Caméras de surveillance, visites limitées le gouvernement promet de protéger le site

Corruption, pollution, saccage culturel… Pour contrer toutes ces accusations, le gouvernement péruvien a décidé de jouer la carte de la transparence. Le mont Machu Picchu, et toutes les constructions du sanctuaire datent du XIVe siècle. Les pierres du temple du Soleil comme celles des autres monuments sont empilées sans mortier. L’an dernier encore, des vandales ont détruit des murs.

Sous surveillance de l’Unesco

En 2019, le gouvernement a adopté une loi sur demande de l’Unesco. Elle fixe le maximum de 2 600 visites par jour. Promenades limitées à trois heures. Le site s’est aussi doté de nouvelles caméras et de parcours fléchés contournant les monuments et chemins les plus fragiles.   

Pour l’Unesco, tous ces efforts devront être maintenus dans une gestion intelligente des flux de touristes venant du nouvel aéroport. Face à la lenteur des changements, et surtout encouragée par l’annonce de la construction de l’aéroport de Chinchero, l’Unesco avait fini par menacer. Lima a frôlé le déclassement du site. L’Organisation des Nations unies voulait le placer sur sa liste des monuments mondiaux en péril.

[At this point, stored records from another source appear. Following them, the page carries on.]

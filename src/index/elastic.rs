//! Elasticsearch-compatible index store.

use std::time::Duration;

use async_trait::async_trait;
use reqwest::{Client, Response, StatusCode};
use serde::Deserialize;
use serde_json::json;

use super::IndexStore;
use crate::decode::ExtractedDocument;
use crate::error::IndexError;
use crate::Result;

/// Index store speaking the Elasticsearch REST API.
#[derive(Debug, Clone)]
pub struct ElasticIndexStore {
    client: Client,
    base_url: String,
}

#[derive(Debug, Deserialize)]
struct BulkResponse {
    errors: bool,
}

#[derive(Debug, Deserialize)]
struct DeleteByQueryResponse {
    #[serde(default)]
    deleted: u64,
}

impl ElasticIndexStore {
    /// Create a client for the service at `base_url`.
    ///
    /// # Errors
    ///
    /// Returns an error if the HTTP client cannot be built.
    pub fn new(base_url: impl Into<String>, timeout: Duration) -> Result<Self> {
        let client = Client::builder()
            .timeout(timeout)
            .build()
            .map_err(IndexError::from)?;

        Ok(Self {
            client,
            base_url: base_url.into().trim_end_matches('/').to_string(),
        })
    }

    fn url(&self, path: &str) -> String {
        format!("{}/{}", self.base_url, path.trim_start_matches('/'))
    }

    async fn post_empty(&self, operation: &'static str, path: &str) -> Result<()> {
        let response = self
            .client
            .post(self.url(path))
            .send()
            .await
            .map_err(IndexError::from)?;
        check(operation, response).await?;
        Ok(())
    }
}

/// Turn a non-success response into [`IndexError::Status`].
async fn check(operation: &'static str, response: Response) -> Result<Response> {
    let status = response.status();
    if status.is_success() {
        return Ok(response);
    }
    let body = response.text().await.unwrap_or_default();
    Err(IndexError::Status {
        operation,
        status: status.as_u16(),
        body,
    }
    .into())
}

/// Index body: explicit keyword mapping for identity fields, text for content.
fn index_definition() -> serde_json::Value {
    json!({
        "mappings": {
            "properties": {
                "id": { "type": "keyword" },
                "contentHash": { "type": "keyword" },
                "originalPath": { "type": "keyword" },
                "fileName": { "type": "text", "fields": { "raw": { "type": "keyword" } } },
                "extension": { "type": "keyword" },
                "sizeBytes": { "type": "long" },
                "createdAt": { "type": "date" },
                "modifiedAt": { "type": "date" },
                "metadata": { "type": "object", "dynamic": true },
                "content": { "type": "text" }
            }
        }
    })
}

/// NDJSON body for the `_bulk` endpoint: one action line and one source line per
/// document, newline-terminated.
fn bulk_body(index: &str, docs: &[ExtractedDocument]) -> Result<String> {
    let mut body = String::new();
    for doc in docs {
        let action = json!({ "index": { "_index": index, "_id": doc.id } });
        body.push_str(&serde_json::to_string(&action)?);
        body.push('\n');
        body.push_str(&serde_json::to_string(doc)?);
        body.push('\n');
    }
    Ok(body)
}

fn ids_query(ids: &[String]) -> serde_json::Value {
    json!({ "query": { "ids": { "values": ids } } })
}

#[async_trait]
impl IndexStore for ElasticIndexStore {
    async fn index_exists(&self, index: &str) -> Result<bool> {
        let response = self
            .client
            .head(self.url(index))
            .send()
            .await
            .map_err(IndexError::from)?;
        match response.status() {
            StatusCode::NOT_FOUND => Ok(false),
            _ => check("index_exists", response).await.map(|_| true),
        }
    }

    async fn create_index(&self, index: &str) -> Result<()> {
        let response = self
            .client
            .put(self.url(index))
            .json(&index_definition())
            .send()
            .await
            .map_err(IndexError::from)?;
        check("create_index", response).await?;
        tracing::info!(index, "Index created");
        Ok(())
    }

    async fn bulk_write(&self, index: &str, docs: &[ExtractedDocument]) -> Result<bool> {
        if docs.is_empty() {
            return Ok(true);
        }
        let body = bulk_body(index, docs)?;
        let response = self
            .client
            .post(self.url("_bulk"))
            .header(reqwest::header::CONTENT_TYPE, "application/x-ndjson")
            .body(body)
            .send()
            .await
            .map_err(IndexError::from)?;
        let parsed: BulkResponse = check("bulk", response)
            .await?
            .json()
            .await
            .map_err(IndexError::from)?;
        Ok(!parsed.errors)
    }

    async fn remove_by_id(&self, index: &str, ids: &[String]) -> Result<u64> {
        if ids.is_empty() {
            return Ok(0);
        }
        let response = self
            .client
            .post(self.url(&format!("{index}/_delete_by_query?conflicts=proceed")))
            .json(&ids_query(ids))
            .send()
            .await
            .map_err(IndexError::from)?;
        let parsed: DeleteByQueryResponse = check("delete_by_query", response)
            .await?
            .json()
            .await
            .map_err(IndexError::from)?;
        Ok(parsed.deleted)
    }

    async fn flush(&self, index: &str) -> Result<()> {
        self.post_empty("flush", &format!("{index}/_flush")).await
    }

    async fn refresh(&self, index: &str) -> Result<()> {
        self.post_empty("refresh", &format!("{index}/_refresh")).await
    }
}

Cesar Moreno-Triana s'en souvient très bien, il est en charge du site au sein des Nations Unies : « Pendant des années, une question importante, l’élimination des déchets, n’a pas été prise en compte. Nous avons réussi à obtenir avec le pouvoir de Lima et les autorités locales la construction d’un incinérateur et d’une usine pour les plastiques ».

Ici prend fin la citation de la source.